I recently took a chance on a second-hand puzzle I found at a flea market; it was so beautiful I just couldn't pass it up! While coming to the end of this puzzle (maybe around 50 pieces left?) I found myself seriously doubting whether or not all of the pieces were there. A small sort of panic and disappointment began to surface, but I did my best to keep it under control because - after all - it's just a puzzle! 


See? It's all there and just as beautiful as I imagined it would be. :) [side note: the photo does not do the colors justice!]
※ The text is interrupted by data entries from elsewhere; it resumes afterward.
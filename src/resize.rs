//! Resize stage: produce every derived asset the gallery links to.
//!
//! For each full-resolution image in `base_dir`, five variants are written at
//! the exact paths the [`paths`](crate::paths) module derives (order prefix
//! stripped), from the upright (EXIF-oriented) source:
//!
//! | Variant | Size | Format | Quality |
//! |---|---|---|---|
//! | `thumbnail` | height 256 | same as source | `thumbnail_quality` |
//! | `thumbnail_optimized` | height 256 | WebP | lossless |
//! | `thumbnail_tiny` | height 96 | WebP | lossless |
//! | `mid_webp` | width ≤ 900 | WebP | lossless |
//! | `mid_jpeg` | width ≤ 1500 | JPEG | `mid_quality` |
//!
//! Sizes come from `[resize]` in the config; the table shows the defaults.
//!
//! ## Prefixed sources
//!
//! A prefixed source (`__1_dawn.jpg`) is also published at its stripped name
//! (`dawn.jpg`) in the full-resolution directory, since that is the full-size
//! path the gallery links to. Discovery treats that copy as part of the
//! prefixed image.
//!
//! ## Incremental runs
//!
//! A variant whose output file already exists is skipped unless `force` is
//! set, so re-running after adding a few photos only encodes the new ones.
//!
//! ## Parallel Processing
//!
//! Images are processed in parallel using [rayon](https://docs.rs/rayon) on
//! the global pool (sized by `resize.max_processes`). Progress is reported as
//! [`ResizeEvent`]s over an mpsc channel, one per finished image.

use crate::config::{ConfigError, GalleryConfig, ResizeConfig};
use crate::gallery::{self, GalleryError, ImageAsset};
use crate::imaging::{BackendError, ImageBackend, Quality, ResizeParams, RustBackend, TargetSize};
use crate::metadata::Tags;
use crate::paths::{AssetKind, DirRules};
use rayon::prelude::*;
use std::path::{Path, PathBuf};
use std::sync::mpsc::Sender;
use thiserror::Error;

#[derive(Error, Debug)]
pub enum ResizeError {
    #[error("Config error: {0}")]
    Config(#[from] ConfigError),
    #[error(transparent)]
    Gallery(#[from] GalleryError),
    #[error("IO error: {0}")]
    Io(#[from] std::io::Error),
    #[error("cannot create {kind} for {file}: {source}")]
    Imaging {
        kind: AssetKind,
        file: String,
        #[source]
        source: BackendError,
    },
}

/// What happened to one variant.
#[derive(Debug, Clone, Copy, PartialEq, Eq)]
pub enum VariantStatus {
    Encoded,
    /// Full-size copy of a prefixed source placed at its stripped name.
    Published,
    /// Output already present and `force` was off.
    Skipped,
}

#[derive(Debug, Clone, PartialEq)]
pub struct VariantOutcome {
    pub kind: AssetKind,
    pub output: PathBuf,
    pub status: VariantStatus,
}

/// Progress events emitted while resizing.
#[derive(Debug, Clone, PartialEq)]
pub enum ResizeEvent {
    Started {
        images: usize,
    },
    ImageResized {
        /// 1-based position in discovery order.
        index: usize,
        basename: String,
        source: String,
        variants: Vec<VariantOutcome>,
    },
}

/// Totals for a finished resize run.
#[derive(Debug, Clone, Copy, Default, PartialEq, Eq)]
pub struct ResizeSummary {
    pub images: usize,
    pub encoded: usize,
    pub published: usize,
    pub skipped: usize,
}

/// Target size and quality for one derived kind.
pub fn variant_spec(kind: AssetKind, config: &ResizeConfig) -> Option<(TargetSize, Quality)> {
    let spec = match kind {
        AssetKind::Fullsize => return None,
        AssetKind::Thumbnail | AssetKind::ThumbnailOptimized => (
            TargetSize::Height(config.thumbnail_height),
            config.thumbnail_quality,
        ),
        AssetKind::ThumbnailTiny => (TargetSize::Height(config.tiny_height), config.tiny_quality),
        AssetKind::MidWebp => (TargetSize::MaxWidth(config.mid_webp_width), config.mid_quality),
        AssetKind::MidJpeg => (TargetSize::MaxWidth(config.mid_jpeg_width), config.mid_quality),
    };
    Some((spec.0, Quality::new(spec.1)))
}

/// Plan the five resize operations for one image.
pub fn plan_variants(
    asset: &ImageAsset,
    rules: &DirRules,
    config: &ResizeConfig,
) -> Vec<(AssetKind, ResizeParams)> {
    let derived = rules.derive(&asset.path);
    AssetKind::DERIVED
        .into_iter()
        .filter_map(|kind| {
            let (target, quality) = variant_spec(kind, config)?;
            Some((
                kind,
                ResizeParams {
                    source: PathBuf::from(&asset.source),
                    output: PathBuf::from(derived.get(kind)),
                    target,
                    quality,
                },
            ))
        })
        .collect()
}

/// Resize every image under `config.base_dir` with the production backend.
pub fn resize(
    config: &GalleryConfig,
    force: bool,
    events: Option<Sender<ResizeEvent>>,
) -> Result<ResizeSummary, ResizeError> {
    resize_with_backend(&RustBackend::new(), config, force, events)
}

/// Resize using a specific backend (allows testing with mock).
pub fn resize_with_backend(
    backend: &impl ImageBackend,
    config: &GalleryConfig,
    force: bool,
    events: Option<Sender<ResizeEvent>>,
) -> Result<ResizeSummary, ResizeError> {
    config.validate()?;
    let rules = DirRules::from(&config.dirs);
    let assets: Vec<ImageAsset> = gallery::discover(&config.base_dir)?
        .iter()
        .map(|source| ImageAsset::from_source(source, Tags::new()))
        .collect();

    if let Some(tx) = &events {
        tx.send(ResizeEvent::Started {
            images: assets.len(),
        })
        .ok();
    }

    let outcomes: Vec<Vec<VariantOutcome>> = assets
        .par_iter()
        .enumerate()
        .map(|(i, asset)| {
            let variants = resize_one(backend, asset, &rules, &config.resize, force)?;
            if let Some(tx) = &events {
                tx.send(ResizeEvent::ImageResized {
                    index: i + 1,
                    basename: asset.basename.clone(),
                    source: asset.source.clone(),
                    variants: variants.clone(),
                })
                .ok();
            }
            Ok(variants)
        })
        .collect::<Result<_, ResizeError>>()?;

    let mut summary = ResizeSummary {
        images: outcomes.len(),
        ..ResizeSummary::default()
    };
    for outcome in outcomes.iter().flatten() {
        match outcome.status {
            VariantStatus::Encoded => summary.encoded += 1,
            VariantStatus::Published => summary.published += 1,
            VariantStatus::Skipped => summary.skipped += 1,
        }
    }
    Ok(summary)
}

fn resize_one(
    backend: &impl ImageBackend,
    asset: &ImageAsset,
    rules: &DirRules,
    config: &ResizeConfig,
    force: bool,
) -> Result<Vec<VariantOutcome>, ResizeError> {
    let mut outcomes: Vec<VariantOutcome> = publish_fullsize(asset, force)?.into_iter().collect();
    for (kind, params) in plan_variants(asset, rules, config) {
        let status = if !force && params.output.exists() {
            VariantStatus::Skipped
        } else {
            ensure_parent(&params.output)?;
            backend
                .resize(&params)
                .map_err(|source| ResizeError::Imaging {
                    kind,
                    file: asset.basename.clone(),
                    source,
                })?;
            VariantStatus::Encoded
        };
        log::debug!("{} {}: {:?}", asset.basename, kind, status);
        outcomes.push(VariantOutcome {
            kind,
            output: params.output,
            status,
        });
    }
    Ok(outcomes)
}

/// Give a prefixed source its full-size copy at the stripped name the page
/// links to: a hard link, or a plain copy where linking is not possible.
fn publish_fullsize(asset: &ImageAsset, force: bool) -> Result<Option<VariantOutcome>, ResizeError> {
    if asset.source == asset.path {
        return Ok(None);
    }
    let output = PathBuf::from(&asset.path);
    let status = if !force && output.exists() {
        VariantStatus::Skipped
    } else {
        if output.exists() {
            std::fs::remove_file(&output)?;
        }
        if let Err(e) = std::fs::hard_link(&asset.source, &output) {
            log::debug!("Cannot hard link {} ({}), copying", asset.source, e);
            std::fs::copy(&asset.source, &output)?;
        }
        VariantStatus::Published
    };
    log::debug!("{} {}: {:?}", asset.basename, AssetKind::Fullsize, status);
    Ok(Some(VariantOutcome {
        kind: AssetKind::Fullsize,
        output,
        status,
    }))
}

fn ensure_parent(path: &Path) -> std::io::Result<()> {
    match path.parent() {
        Some(parent) if !parent.as_os_str().is_empty() => std::fs::create_dir_all(parent),
        _ => Ok(()),
    }
}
Once it was complete I thought about how life has a way of throwing various puzzles at us. Everything gets all jumbled up and such a mess, which makes it very difficult to see the beauty that's coming at the end. "The end" could mean literally the end of our life as we know it, or just the end of whatever trial or struggle we are going through. 

Time after time we go through trials and struggles and it always seems to happen pretty much the same way: We go from seeing a huge mess and mass confusion, to problem solving, trial and error, patience, sometimes frustration and doubt mixed in there, sometimes panic, sometimes wanting to just give up and scrap it all, (and so on) and then all of the sudden we see clearly and it all makes sense. 

It seems pretty easy while putting together a puzzle to just enjoy the process ... for the most part. However, when it comes to actual trials and struggles, it seems pretty much impossible to enjoy the process. This gets "easier" with time and maturity - we begin to catch our bad attitudes quicker and see trials as blessings in disguise - but as far as I know there will always be some kind of something to overcome. It's a refining process. We learn. We grow. We mature. And sometimes we stumble, but then get back up and keep pressing on. 

I am who I am today because of all of the puzzles in my life that I've had to piece together. God has been so good to me. Even in my darkest hours I can see his love and mercy. I have never been a quitter, and I don't ever plan to be.